SP Kennel is a premier sled dog racing kennel in Two Rivers, Alaska, dedicated to the individual dog through excellent health, nutrition, training and specialized care.

Wednesday, October 10, 2007

Fall Training


The sleet is falling and the dogs are howling. For us, this equates to Fall Training. This is a “lump sum” term for the seasonal start of training our sled dogs. Fall Training should be clarified.

In human terms, Fall Training would liken to the chores, work and mental concentration that begin again after a long relaxing vacation. Perhaps you were on a month-long Mediterranean cruise. While cruising you notice your waistline expanding and that Nautilus Workout Room doesn’t out rank the 24-hour “Dessert Bar”. You are probably packing a few extra pounds. You are also mentally out of the loop as far as your job, your home, you bills, and your social obligations. It definitely takes a few days to get back into the grind.

Well, let’s consider that our dogs took an extended vacation. Not only are we trying to get one canine back into the program. We are working with the minds and bodies of every dog in the dog yard!

The adult racers, those between the age of 2 and 9, are the core of the yard. They are excited to get back into the harnesses, but they also know what is expected from them. They have all had at least one season of training and some of them have had many additional years. Even the first day of Fall Training, we can generally hook up rather large dog team to an ATV 4 wheeler and start to put on miles.

We start with distances that everyone would scoff at later in the season. We might run 3 to 5 miles until everyone looks like they have their wind and stamina. Our speed is kept down to 8 to 10 mph. We do this by gearing the ATV in a lower gear so that the dogs are actually pulling against the engine. If we were to use the brakes all of the time we’d have none left by October! Slowly we increase distances, speeds and the dogs improve their endurance. We then begin to incorporate speed intervals and hill training in our work outs. Of course, just like human beings, dogs require rest days to recuperate their muscles, so we have to manage the training calendar precisely. No dog will get any more then 2 days off through out the season.

Manners and obedience are of great importance during Fall Training. The behavior that is deemed acceptable this time of year will be expected through out the season. Manners include a lot of things, for instance: allowing us to harness them (did I mention that they are quite excited?). I have to admit that I have received a black eye or big lip from an overly exuberant dog. I TRY not to get irritated if this happens, for I know that they are quite energized. But, it becomes obvious at this time that we must teach them exactly what acceptable behavior is.



Heidi “Lining out” at a race start.




Manners also include “lining out”. The ManMat harness system that we have been using for several years does not use a neck line from the dog’s collar to the mainline. The dog is only attached to the mainline with one tug line to his/her harness. Therefore, a dog can face any direction they want and thus pull in any direction as well. This could result in complete chaos if the dogs weren’t actually taught the obedience of “lining out” in the correct direction.

Manners also include a dog’s behavior toward other dogs. Our dogs generally get along. In the yard, the dogs live at houses that are quite close together. They can touch one other and play a lot with their neighbors - commonly siblings.

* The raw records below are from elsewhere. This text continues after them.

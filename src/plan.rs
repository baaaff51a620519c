//! The build scheduler (§4.L): decides, independent of how commands are
//! actually run, which edges are wanted and which of those are currently
//! runnable. `Builder` drives this by calling `find_work`/`edge_finished`
//! in a loop and handing whatever `find_work` returns to a `CommandRunner`.
//!
//! Grounded in the teacher's `graph.rs` scheduling split (the graph owns
//! static structure, a separate object owns the dynamic want/ready state)
//! though the teacher calls its equivalent something else; the name and
//! shape here follow the spec's own Plan description.

use crate::buildlog::BuildLog;
use crate::disk::DiskInterface;
use crate::graph::{EdgeId, Mtime, NodeId, State, Want};
use crate::hash::hash_command;
use anyhow::Result;
use rustc_hash::{FxHashMap, FxHashSet};
use std::collections::VecDeque;

#[derive(Debug, Clone, Copy, PartialEq, Eq)]
pub enum EdgeResult {
    Succeeded,
    Failed,
}

pub struct Plan {
    /// Edges currently wanted (mirrors `Edge.want`, kept here too so we can
    /// tell "never wanted" apart from "wanted, already finished").
    want: FxHashMap<EdgeId, Want>,
    /// For a wanted edge not yet in `ready`, how many of its inputs are
    /// still waiting on their own producing edge to finish.
    pending_inputs: FxHashMap<EdgeId, usize>,
    /// Edges whose inputs are all ready, not yet offered to a pool.
    ready: VecDeque<EdgeId>,
    /// Edges a pool has already reserved a slot for; `find_work` drains
    /// these before touching `ready` at all, so releasing a slot and
    /// handing it straight to the next waiter never double-counts.
    started: VecDeque<EdgeId>,
    /// Edges parked because their pool was at capacity when offered.
    pool_waiting: FxHashMap<String, VecDeque<EdgeId>>,
    pool_in_flight: FxHashMap<String, usize>,
    command_edges: usize,
    wanted_edges: usize,
    failures: usize,
    failures_allowed: usize,
    stopped: bool,
}

impl Plan {
    pub fn new(failures_allowed: usize) -> Self {
        Plan {
            want: FxHashMap::default(),
            pending_inputs: FxHashMap::default(),
            ready: VecDeque::new(),
            started: VecDeque::new(),
            pool_waiting: FxHashMap::default(),
            pool_in_flight: FxHashMap::default(),
            command_edges: 0,
            wanted_edges: 0,
            failures: 0,
            failures_allowed: failures_allowed.max(1),
            stopped: false,
        }
    }

    pub fn wanted_edges(&self) -> usize {
        self.wanted_edges
    }

    pub fn command_edges(&self) -> usize {
        self.command_edges
    }

    /// Whether there's still anything wanted that hasn't finished (or been
    /// cancelled), i.e. whether the builder's main loop should keep going.
    pub fn more_to_do(&self) -> bool {
        !self.want.is_empty()
    }

    fn node_ready(state: &State, node: NodeId) -> bool {
        match state.nodes.get(node).in_edge {
            None => true,
            Some(e) => state.edges.get(e).outputs_ready,
        }
    }

    /// Mark `node`'s producing edge (if any) wanted, recursing on its
    /// inputs. Idempotent: a node whose edge is already wanted (or already
    /// known up to date) is a no-op, so diamond dependencies are visited
    /// once regardless of how many targets reach them.
    pub fn add_target(&mut self, state: &mut State, node: NodeId) {
        let Some(edge_id) = state.nodes.get(node).in_edge else {
            return;
        };
        if self.want.contains_key(&edge_id) {
            return;
        }
        if state.edges.get(edge_id).outputs_ready {
            return;
        }

        self.want.insert(edge_id, Want::ToStart);
        state.edges.get_mut(edge_id).want = Want::ToStart;
        self.wanted_edges += 1;
        if !state.edges.get(edge_id).is_phony() {
            self.command_edges += 1;
        }

        let inputs: Vec<NodeId> = state.edges.get(edge_id).inputs.clone();
        for &input in &inputs {
            self.add_target(state, input);
        }

        let pending = inputs.iter().filter(|&&n| !Self::node_ready(state, n)).count();
        if pending == 0 {
            self.mark_ready(edge_id);
        } else {
            self.pending_inputs.insert(edge_id, pending);
        }
    }

    fn mark_ready(&mut self, edge_id: EdgeId) {
        self.ready.push_back(edge_id);
    }

    /// Pop the next edge the builder should start running, admitting it to
    /// its pool (if any) along the way. Returns `None` when there's nothing
    /// currently runnable (either genuinely idle, or stopped on failures).
    pub fn find_work(&mut self, state: &mut State) -> Option<EdgeId> {
        if self.stopped {
            return None;
        }
        if let Some(edge_id) = self.started.pop_front() {
            state.edges.get_mut(edge_id).want = Want::ToFinish;
            return Some(edge_id);
        }
        while let Some(edge_id) = self.ready.pop_front() {
            let pool = state.edges.get(edge_id).pool.clone();
            if pool.is_unlimited() {
                state.edges.get_mut(edge_id).want = Want::ToFinish;
                return Some(edge_id);
            }
            let slot = self.pool_in_flight.entry(pool.name.clone()).or_insert(0);
            if *slot < pool.depth {
                *slot += 1;
                state.edges.get_mut(edge_id).want = Want::ToFinish;
                return Some(edge_id);
            }
            self.pool_waiting
                .entry(pool.name.clone())
                .or_default()
                .push_back(edge_id);
        }
        None
    }

    fn release_pool_slot(&mut self, state: &State, edge_id: EdgeId) {
        let pool = state.edges.get(edge_id).pool.clone();
        if pool.is_unlimited() {
            return;
        }
        if let Some(c) = self.pool_in_flight.get_mut(&pool.name) {
            *c = c.saturating_sub(1);
        }
        if let Some(queue) = self.pool_waiting.get_mut(&pool.name) {
            if let Some(next) = queue.pop_front() {
                *self.pool_in_flight.entry(pool.name.clone()).or_insert(0) += 1;
                self.started.push_back(next);
            }
        }
    }

    /// Report that `edge_id` finished running. Releases its pool slot
    /// (admitting the next waiter, if any), then handles success/failure.
    pub fn edge_finished(
        &mut self,
        state: &mut State,
        disk: &dyn DiskInterface,
        build_log: Option<&BuildLog>,
        edge_id: EdgeId,
        result: EdgeResult,
    ) -> Result<()> {
        self.release_pool_slot(state, edge_id);
        match result {
            EdgeResult::Failed => {
                self.failures += 1;
                self.want.remove(&edge_id);
                self.pending_inputs.remove(&edge_id);
                state.edges.get_mut(edge_id).want = Want::None;
                if self.failures >= self.failures_allowed {
                    self.stopped = true;
                }
            }
            EdgeResult::Succeeded => {
                self.complete_success(state, disk, build_log, edge_id)?;
            }
        }
        Ok(())
    }

    fn complete_success(
        &mut self,
        state: &mut State,
        disk: &dyn DiskInterface,
        build_log: Option<&BuildLog>,
        edge_id: EdgeId,
    ) -> Result<()> {
        let restat = state.edges.get(edge_id).restat;
        let required: Vec<NodeId> = {
            let e = state.edges.get(edge_id);
            e.inputs[..e.explicit_deps + e.implicit_deps].to_vec()
        };
        let mut most_recent_input = Mtime::Missing;
        for &input in &required {
            let t = state.nodes.get(input).mtime;
            if t > most_recent_input {
                most_recent_input = t;
            }
        }

        let outputs: Vec<NodeId> = state.edges.get(edge_id).outputs.clone();
        for &out in &outputs {
            let path = state.nodes.get(out).original_path();
            let new_mtime = disk.stat(&path)?;
            if restat {
                let unchanged = matches!(
                    (new_mtime, most_recent_input),
                    (Mtime::Stamp(t), Mtime::Stamp(m)) if t <= m
                );
                if unchanged {
                    self.clean_node(state, build_log, out, new_mtime)?;
                    continue;
                }
            }
            let n = state.nodes.get_mut(out);
            n.mtime = new_mtime;
            n.exists = matches!(new_mtime, Mtime::Stamp(_));
            n.dirty = false;
        }

        self.mark_edge_outputs_ready(state, edge_id);
        Ok(())
    }

    /// A restat'd output whose mtime didn't advance: record it as clean and
    /// see whether that lets any edge still waiting on it be cancelled.
    fn clean_node(
        &mut self,
        state: &mut State,
        build_log: Option<&BuildLog>,
        node: NodeId,
        mtime: Mtime,
    ) -> Result<()> {
        {
            let n = state.nodes.get_mut(node);
            n.mtime = mtime;
            n.exists = matches!(mtime, Mtime::Stamp(_));
            n.dirty = false;
        }
        let consumers: Vec<EdgeId> = state.nodes.get(node).out_edges.clone();
        for edge_id in consumers {
            self.recompute_and_maybe_cancel(state, build_log, edge_id)?;
        }
        Ok(())
    }

    /// An edge downstream of a restat-cleaned output may no longer need to
    /// run at all: if every one of its non-order-only inputs is clean and
    /// every one of its outputs is already up to date (mtime and command
    /// hash both unchanged), drop it from the plan and mark it done without
    /// ever dispatching it.
    fn recompute_and_maybe_cancel(
        &mut self,
        state: &mut State,
        build_log: Option<&BuildLog>,
        edge_id: EdgeId,
    ) -> Result<()> {
        if !self.want.contains_key(&edge_id) {
            return Ok(());
        }
        if state.edges.get(edge_id).want != Want::ToStart {
            // Already dispatched (or finished) - too late to cancel.
            return Ok(());
        }

        let required: Vec<NodeId> = {
            let e = state.edges.get(edge_id);
            e.inputs[..e.explicit_deps + e.implicit_deps].to_vec()
        };
        let mut most_recent_input = Mtime::Missing;
        for &input in &required {
            let n = state.nodes.get(input);
            if n.dirty {
                return Ok(());
            }
            if n.mtime > most_recent_input {
                most_recent_input = n.mtime;
            }
        }

        let command_hash = hash_command(&state.command_for(edge_id));
        let outputs: Vec<NodeId> = state.edges.get(edge_id).outputs.clone();
        for &out in &outputs {
            let n = state.nodes.get(out);
            if !n.exists {
                return Ok(());
            }
            if matches!(most_recent_input, Mtime::Stamp(_)) && n.mtime < most_recent_input {
                return Ok(());
            }
            let clean = match build_log.and_then(|log| log.lookup(&n.path)) {
                Some(entry) => entry.command_hash == command_hash,
                None => false,
            };
            if !clean {
                return Ok(());
            }
        }

        self.want.remove(&edge_id);
        self.pending_inputs.remove(&edge_id);
        state.edges.get_mut(edge_id).want = Want::None;
        self.mark_edge_outputs_ready(state, edge_id);
        Ok(())
    }

    /// An edge is done (either it ran, or restat cancellation decided it
    /// didn't need to): remove it from `want` and wake up any dependent
    /// edge whose last pending input was this one.
    fn mark_edge_outputs_ready(&mut self, state: &mut State, edge_id: EdgeId) {
        state.edges.get_mut(edge_id).outputs_ready = true;
        self.want.remove(&edge_id);

        let mut consumers: FxHashSet<EdgeId> = FxHashSet::default();
        for &out in &state.edges.get(edge_id).outputs.clone() {
            for &consumer in &state.nodes.get(out).out_edges.clone() {
                consumers.insert(consumer);
            }
        }
        for consumer in consumers {
            if let Some(remaining) = self.pending_inputs.get_mut(&consumer) {
                *remaining -= 1;
                if *remaining == 0 {
                    self.pending_inputs.remove(&consumer);
                    self.mark_ready(consumer);
                }
            }
        }
    }
}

Spot and Bisquit spend an afternoon playing





But, while hooking up a team, arguments can happen. In all honesty, our dogs are not generally “fighters” but squabbles occur once in a while. There is usually a simple reason behind a quarrel and it can often be rectified by monitoring partners. Some dogs are relatively patient as they wait to go. These dogs are generally conscientious and thoughtful. But, other dogs are CRAZY and they appear out of their minds at times as they shriek and wail – simply excited to go! These high energy athletes jump up and down and all over. They might even jump on top of their running partner because they can not contain their enthusiasm. You can see how one dog might annoy another.

Obedience is expected during and after a training run. After the run, the dogs come into the yard and stay lined out. We then go around to all of their dog houses and place a treat or dog food on the roof. We walk to the front of the dog team and, starting with the leaders, we let every dog run back to their respective houses. This helps us to monitor their post run condition. Many of the dogs have lived at the same house for years, so it doesn’t seem that far fetched to expect a dog to know where he/she lives. I believe that the more you expect from a dog, the more it will rise to the occasion and try to please you. Of course, dogs will be dogs and Tony will stop at Butterscotch’s house and eat his treat prior to returning to his own house for a treat. Or Teddy insists on running over to play with the retired dogs prior to returning to her house. But, all in all, if you account for the individuals in the yard, most of the dogs will head home.

Our major goals in Fall Training are to begin our training season with a positive, fun outlook and establish acceptable behavior patterns. This way, ALL of us will enjoy mushing.